What is all-over print?
It is a term used to describe a special kind of print that covers the entire garment. All-over print reaches places that regular ones don’t, the most obvious being seams and other elements like zippers. Noticing these details is the only way to actually tell if it is all-over or not. This kind of print is achieved by layering the t-shirt on a flat surface and then printing on top of it, which means that any element that is not exposed to the ink, like hems for example, won’t be affected. If a hem or the interior of the garment is printed then the fabric was probably printed before it was sewn, this is the traditional way of printing fabric.
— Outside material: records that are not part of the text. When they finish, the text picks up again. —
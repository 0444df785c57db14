//! Graph entities: model nodes, derivation edges and untyped graph values.

mod graph;
mod model;
mod relationship;

pub use graph::{Graph, GraphNode, GraphRelationship};
pub use model::{MergeMethod, ModelNode};
pub use relationship::{DerivedFrom, ExtractionMethod};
When should I consider it?
This type of printing should be considered when the design you have in mind has got a sense of continuity or infinity. This is what graphic designers call “bleed”, when an element is constructed in such a way that it creates the illusion of existing pass the borders of its canvas. In a t-shirt the artwork tends to be confined to front or back, but with all-over print it can be, for a lack of a better word, all over the place. It is an eye-catching process that should be used to create bold statements.
When should I avoid it?
- If you fancy a repetitive pattern like a polka dot, for example, then it might be easier to just print the fabric before it is cut and sewn. This way you would avoid the inherent problems that come with all-over printing. We’ll go over those later.
- If your intention is to match the front and back of the design on the garment, we’re not suggesting to drop all-over printing, but you should consider talking to a specialized printer. Since front and back are printed by separate, all-over print does not guarantee that they will match or align.
- If you’re not looking to cover sleeves, but just the torso, then all-over print might not even be necessary. Some printers (like us *wink, wink*) own larger than normal screens that might be able to accommodate your specific needs?